VALORES FINANCIADOS PODEM SER LIBERADOS PELOS BANCOS ANTES DO REGISTRO


foto de cidade a noite ilustrando postagem sobre liberação de financiamento antes do registro da garantia

Divulgado pelo Banco Central do Brasil, a resolução do Conselho Monetário Nacional (CMN) visando facilitar a liberação de recursos proveniente dos financiamentos imobiliários. 
Decidiu-se modificar as regras vigentes e autorizar as instituições financeiras, temporariamente, a liberar os recursos do financiamento imobiliário sem a necessidade do registro no cartório de imóveis.

Pela norma atual, para que os valores sejam liberados é obrigatório o registro da garantia de pagamento (Alienação Fiduciária) a margem da matrícula imobiliária do imóvel. Desta forma o procedimento legal não aceita apenas a prenotação(anotação) do título aquisitivo e garantidor necessitando que a instituição financeira receba de volta a escritura registrada acompanhada da certidão de ônus reais onde consta a garantia fiduciária registrada para que o dinheiro solicitado seja liberado. Com a Pandemia e atual crise do COVID19 as regras são alteradas para agilizar o recebimento.


A prenotação segue uma ordem nos cartórios de imóveis e ao prenotar um título para registro este terá preferência recebendo uma numeração. Após prenotado o cartório irá verificar se o mesmo contém todos os requisitos legais e providenciará o registro ou devolverá em exigência para que seja corrigido. O título que vem logo atrás fica em processo de espera.

Com a flexibilização, a Comissão autoriza que as instituições financeiras apenas prenotem o título de garantia e desta forma liberem os recursos do financiamento para posteriormente o registro seja feito. Entendo que da mesma forma seja necessário ao cartório de imóveis averiguar se estão presentes os requisitos que validam o documento. Como isso será feito? Se houver erro no título será visto posteriormente quando os valores já tiverem sido pagos????? 

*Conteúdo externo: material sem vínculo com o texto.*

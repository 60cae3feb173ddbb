//! Job entity and its state machine (C3/C4).

use crate::error::{ControllerError, ControllerResult};
use chrono::{DateTime, Utc};
use serde::{Deserialize, Serialize};
use std::collections::HashSet;

/// Base state of a job. Exactly one applies at a time (spec.md §3 invariant).
#[derive(Debug, Clone, Copy, PartialEq, Eq, Hash, Serialize, Deserialize)]
pub enum JobState {
    Pending,
    Running,
    Suspended,
    Complete,
    Cancelled,
    Failed,
    Timeout,
    NodeFail,
}

impl JobState {
    /// Ordinal used only to implement the `Started`/`Finished` predicates
    /// from spec.md §4.4 ("base > Pending", "base > Suspended"); it is not
    /// meant to imply any other ordering.
    fn ordinal(self) -> u8 {
        match self {
            JobState::Pending => 0,
            JobState::Running => 1,
            JobState::Suspended => 2,
            JobState::Complete => 3,
            JobState::Cancelled => 4,
            JobState::Failed => 5,
            JobState::Timeout => 6,
            JobState::NodeFail => 7,
        }
    }

    pub fn is_started(self) -> bool {
        self.ordinal() > JobState::Pending.ordinal()
    }

    pub fn is_finished(self) -> bool {
        self.ordinal() > JobState::Suspended.ordinal()
    }

    pub fn is_terminal(self) -> bool {
        matches!(
            self,
            JobState::Complete
                | JobState::Cancelled
                | JobState::Failed
                | JobState::Timeout
                | JobState::NodeFail
        )
    }

    /// Allowed base-state transitions from spec.md §4.4. `requeue` controls
    /// whether a terminal -> Pending transition is permitted (it is only
    /// ever reached through the explicit requeue path, never generic
    /// `transition_to`).
    fn can_transition_to(self, target: JobState, requeue: bool) -> bool {
        use JobState::*;
        match (self, target) {
            (Pending, Running | Cancelled | Failed | Timeout) => true,
            (Running, Suspended | Complete | Cancelled | Failed | Timeout | NodeFail) => true,
            (Suspended, Running | Cancelled | Failed | Timeout) => true,
            (Complete | Cancelled | Failed | Timeout | NodeFail, Pending) => requeue,
            _ => false,
        }
    }
}

impl std::fmt::Display for JobState {
    fn fmt(&self, f: &mut std::fmt::Formatter<'_>) -> std::fmt::Result {
        write!(f, "{self:?}")
    }
}

bitflags::bitflags! {
    /// Modifier flags, OR-ed with the base state (spec.md §4.2).
    #[derive(Debug, Clone, Copy, PartialEq, Eq, Serialize, Deserialize)]
    pub struct JobFlags: u8 {
        const COMPLETING  = 0b0001;
        const CONFIGURING = 0b0010;
        const RESIZING    = 0b0100;
        const REQUEUE     = 0b1000;
    }
}

impl Default for JobFlags {
    fn default() -> Self {
        JobFlags::empty()
    }
}

/// Allocation request accompanying a job (min/max nodes, resources, etc.).
#[derive(Debug, Clone, Serialize, Deserialize)]
pub struct JobRequest {
    pub min_nodes: u32,
    pub max_nodes: u32,
    pub cpus_per_task: u32,
    pub mem_per_cpu_mb: Option<u64>,
    pub mem_per_node_mb: Option<u64>,
    pub features: Vec<String>,
    pub gres: Vec<String>,
    pub partition: String,
    pub reservation: Option<String>,
    pub time_limit_secs: Option<u64>,
}

#[derive(Debug, Clone, Serialize, Deserialize)]
pub struct JobResources {
    /// Node name -> cpu share granted on that node.
    pub cpus_by_node: std::collections::BTreeMap<String, u32>,
}

impl JobResources {
    pub fn node_count(&self) -> u32 {
        self.cpus_by_node.len() as u32
    }
}

#[derive(Debug, Clone, Serialize, Deserialize)]
pub struct Job {
    pub id: u32,
    pub user_id: u32,
    pub group_id: u32,
    pub request: JobRequest,
    pub spank_env: Vec<String>,
    pub array_master_id: Option<u32>,
    pub array_task_id: Option<u32>,
    pub state: JobState,
    pub flags: JobFlags,
    pub reason: JobReason,
    pub node_bitmap: HashSet<String>,
    pub job_resources: Option<JobResources>,
    pub submit_time: DateTime<Utc>,
    pub start_time: Option<DateTime<Utc>>,
    pub end_time: Option<DateTime<Utc>>,
    pub last_active: DateTime<Utc>,
    pub restart_cnt: u32,
    pub restart_budget: u32,
    pub step_ids: Vec<u32>,
    pub batch_script: Option<String>,
    /// Number of nodes whose prolog has not yet reported done.
    pub prolog_pending: u32,
    /// Number of nodes whose epilog has not yet reported done.
    pub epilog_pending: u32,
    /// Administrative hold: a held job is skipped by `kick`'s scheduling
    /// sweep and rejects an explicit `allocate` until released.
    pub held: bool,
}

/// Reason the job sits in its current state (spec.md §3).
#[derive(Debug, Clone, Copy, PartialEq, Eq, Serialize, Deserialize)]
pub enum JobReason {
    None,
    Priority,
    Resources,
    NodeDown,
    Held,
    ReservationBusy,
    PartConfigUnavailable,
    QosThreshold,
}

impl Job {
    pub fn new(id: u32, user_id: u32, group_id: u32, request: JobRequest, submit_time: DateTime<Utc>) -> Self {
        Self {
            id,
            user_id,
            group_id,
            request,
            spank_env: Vec::new(),
            array_master_id: None,
            array_task_id: None,
            state: JobState::Pending,
            flags: JobFlags::empty(),
            reason: JobReason::Priority,
            node_bitmap: HashSet::new(),
            job_resources: None,
            submit_time,
            start_time: None,
            end_time: None,
            last_active: submit_time,
            restart_cnt: 0,
            restart_budget: 1,
            step_ids: Vec::new(),
            batch_script: None,
            prolog_pending: 0,
            epilog_pending: 0,
            held: false,
        }
    }

    pub fn is_completing(&self) -> bool {
        self.flags.contains(JobFlags::COMPLETING)
    }

    pub fn is_configuring(&self) -> bool {
        self.flags.contains(JobFlags::CONFIGURING)
    }

    pub fn is_held(&self) -> bool {
        self.held
    }

    /// *Completed* = Finished ∧ ¬Completing (spec.md §4.4).
    pub fn is_completed(&self) -> bool {
        self.state.is_finished() && !self.is_completing()
    }

    /// Invariant check: a running job's bitmap cardinality must equal its
    /// granted node count (spec.md §3 / testable property 2).
    pub fn check_bitmap_integrity(&self) -> ControllerResult<()> {
        if self.state == JobState::Running {
            let granted = self
                .job_resources
                .as_ref()
                .map(|r| r.node_count())
                .unwrap_or(0);
            if self.node_bitmap.len() as u32 != granted {
                return Err(ControllerError::Internal(format!(
                    "job {} bitmap cardinality {} != granted node count {}",
                    self.id,
                    self.node_bitmap.len(),
                    granted
                )));
            }
        }
        Ok(())
    }

    /// Generic base-state transition guarded by the allowed-transition
    /// table. Requeue transitions must go through [`Job::requeue_to_pending`]
    /// instead.
    pub fn transition_to(&mut self, target: JobState) -> ControllerResult<()> {
        if !self.state.can_transition_to(target, false) {
            return Err(ControllerError::Internal(format!(
                "illegal job transition {:?} -> {:?}",
                self.state, target
            )));
        }
        tracing::info!(job_id = self.id, from = ?self.state, to = ?target, "job state transition");
        self.state = target;
        Ok(())
    }

    pub fn requeue_to_pending(&mut self) -> ControllerResult<()> {
        if !self.state.can_transition_to(JobState::Pending, true) {
            return Err(ControllerError::Internal(format!(
                "job {} in state {:?} cannot be requeued",
                self.id, self.state
            )));
        }
        tracing::info!(job_id = self.id, from = ?self.state, "job requeued to pending");
        self.state = JobState::Pending;
        self.flags = JobFlags::empty();
        self.node_bitmap.clear();
        self.job_resources = None;
        self.start_time = None;
        self.end_time = None;
        Ok(())
    }
}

A medida anunciada é temporária e a princípio, válida para títulos prenotados até 30 de setembro de 2020. Visa beneficiar pessoas físicas e pessoas jurídicas e a critério exclusivo das instituições financeiras decidir se utilizam esta facilidade ou não. Portanto, não existe obrigação de liberar os recursos antes do registro efetivado. Entendo que a liberação para a construção civil não seja empecilho, já para pessoa física continue a seguir as regras de sempre a não ser que os cartórios garantam que não haverá problema. Com certeza haverá um rigor maior tanto dos bancos que elaboram as Escrituras de compra e venda financiada quanto dos cartórios de imóveis que tem há muito tempo o costume de receber escrituras com informações erradas e mesmo assim registrarem. Uma situação que ocorreu com muita frequência no "boom" imobiliário foi o registro de um imóvel financiado onde o adquirente/mutuário se apresenta como solteiro e já é casado. O registro não poderia ser efetivado porque ocorreu uma informação falsa do estado civil do adquirente, mas os cartórios efetivam o registro sem consulta ao cartório civil e anos depois na hora de vender, exigem a retificação junto ao banco e a solução do problema não é fácil. Acredito que esta nova regra não surta efeito junto aos bancos pelo menos par as pessoas físicas.